AI to Protect Identifiable Data

Although healthcare generates vast amounts of data year after year, most of the data isn’t available because of the need to protect identifiable patient information. With limited data access, AI models often aren’t as reliable in the real world, which limits how they can be used within healthcare.

To expand AI applications while still protecting patient data, the Department of Energy (DOE) has committed $1 million towards a one year collaborative research project titled PALISADE-X: Privacy Preserving Analysis and Learning in Secure and Distributed Enclaves and Exascale Systems https://palisadex.net. The goal for the project is to create a secure AI framework to enable healthcare organizations to improve AI models used in biomedicine while keeping sensitive data secure.

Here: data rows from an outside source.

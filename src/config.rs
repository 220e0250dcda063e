//! Generation settings and output layout.

use std::path::{Path, PathBuf};

use crate::ident::{derive_client_name_from_path, format_identifier};

/// Input file used when none is given.
pub const DEFAULT_INPUT: &str = "abi.json";

/// Output directory used when none is given.
pub const DEFAULT_OUT_DIR: &str = "src";

/// Class name used when nothing else decides it.
pub const DEFAULT_CLIENT_NAME: &str = "Client";

/// Module the generated client imports its runtime from.
pub const DEFAULT_IMPORT_PATH: &str = "@calimero-network/calimero-client";

/// File name of the type declarations document.
pub const TYPES_FILE_NAME: &str = "types.ts";

/// Settings shared by both generated documents.
///
/// The client name is normalized to a legal identifier on construction, so
/// the class name, the client file stem and the types document import all
/// agree.
#[derive(Debug, Clone, PartialEq, Eq)]
pub struct ClientConfig {
    client_name: String,
    import_path: String,
}

impl Default for ClientConfig {
    fn default() -> Self {
        Self {
            client_name: DEFAULT_CLIENT_NAME.to_string(),
            import_path: DEFAULT_IMPORT_PATH.to_string(),
        }
    }
}

impl ClientConfig {
    pub fn new(client_name: impl AsRef<str>) -> Self {
        Self {
            client_name: format_identifier(client_name.as_ref()),
            ..Self::default()
        }
    }

    pub fn with_import_path(mut self, import_path: impl Into<String>) -> Self {
        self.import_path = import_path.into();
        self
    }

    /// Client class name; also the stem of the client file.
    pub fn client_name(&self) -> &str {
        &self.client_name
    }

    /// Module specifier for `CalimeroApp` and `Context`.
    pub fn import_path(&self) -> &str {
        &self.import_path
    }

    /// File name of the client document, e.g. `KVStoreClient.ts`.
    pub fn client_file_name(&self) -> String {
        format!("{}.ts", self.client_name)
    }

    /// Module specifier the types document uses to import from the client.
    pub fn client_module_specifier(&self) -> String {
        format!("./{}.js", self.client_name)
    }
}

/// Where the client class name comes from, highest priority first.
#[derive(Debug, Clone, PartialEq, Eq)]
pub enum ClientNameSource<'a> {
    Explicit(&'a str),
    /// Derived from an arbitrary path, e.g. the compiled `.wasm` file.
    NameFrom(&'a str),
    /// Derived from the manifest input path.
    InputPath(&'a str),
}

impl ClientNameSource<'_> {
    /// Picks the highest-priority source that is present.
    pub fn select<'a>(
        explicit: Option<&'a str>,
        name_from: Option<&'a str>,
        input_path: &'a str,
    ) -> ClientNameSource<'a> {
        match (explicit, name_from) {
            (Some(name), _) => ClientNameSource::Explicit(name),
            (None, Some(path)) => ClientNameSource::NameFrom(path),
            (None, None) => ClientNameSource::InputPath(input_path),
        }
    }

    pub fn resolve(&self) -> String {
        match self {
            ClientNameSource::Explicit(name) => (*name).to_string(),
            ClientNameSource::NameFrom(path) | ClientNameSource::InputPath(path) => {
                derive_client_name_from_path(path)
            }
        }
    }
}

/// Resolves the client name: explicit name, then `name_from`, then input path.
pub fn resolve_client_name(
    explicit: Option<&str>,
    name_from: Option<&str>,
    input_path: &str,
) -> String {
    ClientNameSource::select(explicit, name_from, input_path).resolve()
}

/// Paths of the two documents written for one manifest.
#[derive(Debug, Clone, PartialEq, Eq)]
pub struct OutputPaths {
    pub types: PathBuf,
    pub client: PathBuf,
}

impl OutputPaths {
    pub fn new(out_dir: &Path, config: &ClientConfig) -> Self {
        Self {
            types: out_dir.join(TYPES_FILE_NAME),
            client: out_dir.join(config.client_file_name()),
        }
    }
}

DOE’s Argonne National Laboratory is leading the project in collaboration with DOE’s Lawrence Livermore National Laboratory (LLNL), University of Chicago, Broad Institute, and Mass General Brigham. Researchers will also collaborate with NIH to create a framework that supports Bridge2AI, a NIH program that’s developing new data sets to be used with AI to improve healthcare.

Within biomedicine, data used to train models can include information that is considered protected according to HIPAA regulations. To preserve privacy, organizations have avoided sharing their AI models or the data used to train them, and instead train their models using the limited data available to them internally.

However, using this approach, means that organizations are at risk of creating models that have bias. Since AI models can carry a lot of bias, they are not very effective in real world situations.

PALISADE-X will deliver a framework that can allow organizations to train AI models using data across multiple organizations, while keeping protected data secure. The framework will be developed as a software package for processing and securing data with advanced algorithms for federated learning, a form of machine learning that enables multiple organizations to collaboratively train a single model.

Once built, the PALISADE-X team will test the system by using AI models that predict the severity of COVID-19, using public and private biomedical datasets. Researchers also plan to use the framework to predict the risk of developing cardiovascular diseases.

If all is successful, the research will make it possible for organizations to develop and confidently share their AI models with scientists and relevant research groups without the worry of leaking private information.

According to Argonne Computer Scientist Ravi Madduri, “When we can safely share more data, we will be able to create better models that have less bias. When the tools are put in the hands of care provider, it can fundamentally change how medicine is practiced.”